Hamburg-based producer, mixing & mastering engineer with a PhD in musicology. I create music from A to Z for my artist project Heavy Lighta and work with independent artists across R&B, hip-hop, rock, pop & electronic. I bring technical precision + creative sound design to make your tracks punch and shine.

Mixing & Mastering Engineer | PhD in Musicology | Hamburg

I specialize in pop, rock, indie, and electronic music mixing with a focus on clarity and punch. Recently mastered tracks for [mention any artist names, even small ones], with experience in both digital precision and creative sound design.

What I offer:
- Stereo Mastering - €10
- Stem Mastering - €50
- Full Mix + Master - €90

My approach combines technical expertise (PhD in Digital Musicology) with an artist-first mindset. I don't just make tracks louder - I enhance what makes your music unique.

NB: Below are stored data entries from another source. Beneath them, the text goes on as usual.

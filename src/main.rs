use std::io::Write;
use std::path::PathBuf;
use std::process::ExitCode;

use anyhow::{bail, Result};
use attack_roller::{
    block::{roll_batch, TerminalPrompt},
    AttackConfig, DamageSyntax, Field,
};
use clap::{CommandFactory, Parser};
use rand::{rngs::StdRng, SeedableRng};
use tracing::debug;

const FILE_FORMAT: &str = "\
File formatting:
  attacks:<amount of attacks>     format: integer greater than 0
  modifier:<attack modifier>      format: integer
  crit range:<crit range>         format: integer between 1 and 20
  damage:<damage format>          format: 1d6 + 7 piercing + 1d6 poison
  ac:<ac>                         format: integer greater than 0
  attack type:<attack type>       format: A or a for Advantage, D or d for Disadvantage, N or n for Normal

Above values can be in any order.
\"attacks\" and \"damage\" must be present, \"ac\" and \"attack type\" are asked for when missing.
Blocks are separated by an empty line, there can be any number of blocks in a file.";

/// Roll attacks against a target and total the damage by type.
///
/// Without any argument every value is asked for interactively.
#[derive(Debug, Parser)]
#[command(name = "attack-roller", version, after_help = FILE_FORMAT)]
struct Cli {
    /// Damage of a hit (format: 1d6 + 7 piercing + 1d6 poison)
    #[arg(long, value_name = "DMG")]
    damage: Option<String>,

    /// Attack modifier added to the d20
    #[arg(long, value_name = "MOD", allow_hyphen_values = true)]
    modifier: Option<String>,

    /// Number of attacks
    #[arg(long, value_name = "COUNT")]
    attack_count: Option<String>,

    /// Armor class of the target
    #[arg(long, value_name = "AC", alias = "armor-class")]
    ac: Option<String>,

    /// A for advantage, D for disadvantage, N for normal
    #[arg(long, value_name = "TYPE")]
    attack_type: Option<String>,

    /// Lowest natural roll that is a critical hit (default is 20)
    #[arg(long, value_name = "RANGE")]
    crit_range: Option<String>,

    /// Seed for the dice, every run with the same seed rolls the same values
    #[arg(long, env = "ATTACK_ROLLER_SEED")]
    seed: Option<u64>,

    /// Reject damage expressions with anything other than terms separated by `+`
    #[arg(long)]
    strict_damage: bool,

    /// Files with attack blocks to roll
    files: Vec<PathBuf>,
}

impl Cli {
    fn syntax(&self) -> DamageSyntax {
        if self.strict_damage {
            DamageSyntax::Strict
        } else {
            DamageSyntax::Lenient
        }
    }

    fn flags(&self) -> [(Field, Option<&String>); 6] {
        [
            (Field::AttackCount, self.attack_count.as_ref()),
            (Field::AttackModifier, self.modifier.as_ref()),
            (Field::AdvantageMode, self.attack_type.as_ref()),
            (Field::CriticalThreshold, self.crit_range.as_ref()),
            (Field::Damage, self.damage.as_ref()),
            (Field::DefenseValue, self.ac.as_ref()),
        ]
    }

    /// Fills an attack from whichever flags were given.
    fn config(&self) -> attack_roller::Result<AttackConfig> {
        let mut config = AttackConfig::manual();
        for (field, value) in self.flags() {
            if let Some(value) = value {
                config.apply(field, value, self.syntax())?;
            }
        }
        Ok(config)
    }
}

fn main() -> ExitCode {
    tracing_subscriber::fmt()
        .with_env_filter(
            tracing_subscriber::EnvFilter::try_from_default_env()
                .unwrap_or_else(|_| tracing_subscriber::EnvFilter::new("warn")),
        )
        .with_writer(std::io::stderr)
        .init();

    let interactive = std::env::args_os().len() == 1;
    let cli = Cli::parse();

    match run(&cli, interactive) {
        Ok(()) => ExitCode::SUCCESS,
        Err(err) => {
            eprintln!("Error: {err:#}");
            let _ = Cli::command().print_help();
            ExitCode::FAILURE
        }
    }
}

fn run(cli: &Cli, interactive: bool) -> Result<()> {
    let mut rng = match cli.seed {
        Some(seed) => StdRng::seed_from_u64(seed),
        None => StdRng::from_entropy(),
    };
    debug!(seed = ?cli.seed, files = cli.files.len(), interactive, "starting run");
    let mut prompt = TerminalPrompt::stdio().with_syntax(cli.syntax());
    let mut out = std::io::stdout().lock();

    if interactive {
        let config = prompt.ask_config()?;
        writeln!(out, "Rolling dice...")?;
        config.roll_into(&mut rng, &mut out)?;
        return Ok(());
    }

    let failures = roll_batch(
        &cli.config()?,
        &cli.files,
        cli.syntax(),
        &mut prompt,
        &mut rng,
        &mut out,
    )?;

    let failed = failures.len();
    for failure in failures {
        eprintln!("Error: {:#}", anyhow::Error::new(failure));
    }
    if failed > 0 {
        bail!("{failed} of {} file(s) could not be rolled", cli.files.len());
    }
    Ok(())
}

Quick turnaround, 2 revisions included. Let's make your music shine.

Samples: https://mixprof.com

Contact me through the green button above and let's get to work.

Interview with MIXPROF

  1. Q: Tell us about a project you worked on you are especially proud of and why. What was your role?

  2. A: I like all of em.

  3. Q: What are you working on at the moment?

  4. A: Music.

  5. Q: Analog or digital and why?

  6. A: I think applying techniques the right way and knowing what one is doing is by far more important then the question whether the technique is analog, or digitally emulated. Checkout the blind tests around and how confusing they are. And then, we got stuff in the digital domain which just doesn't exist analog. I'd give digital the edge meanwhile. It wasn't always like this, but it is nowadays. Digital is also a faster workflow giving better prices.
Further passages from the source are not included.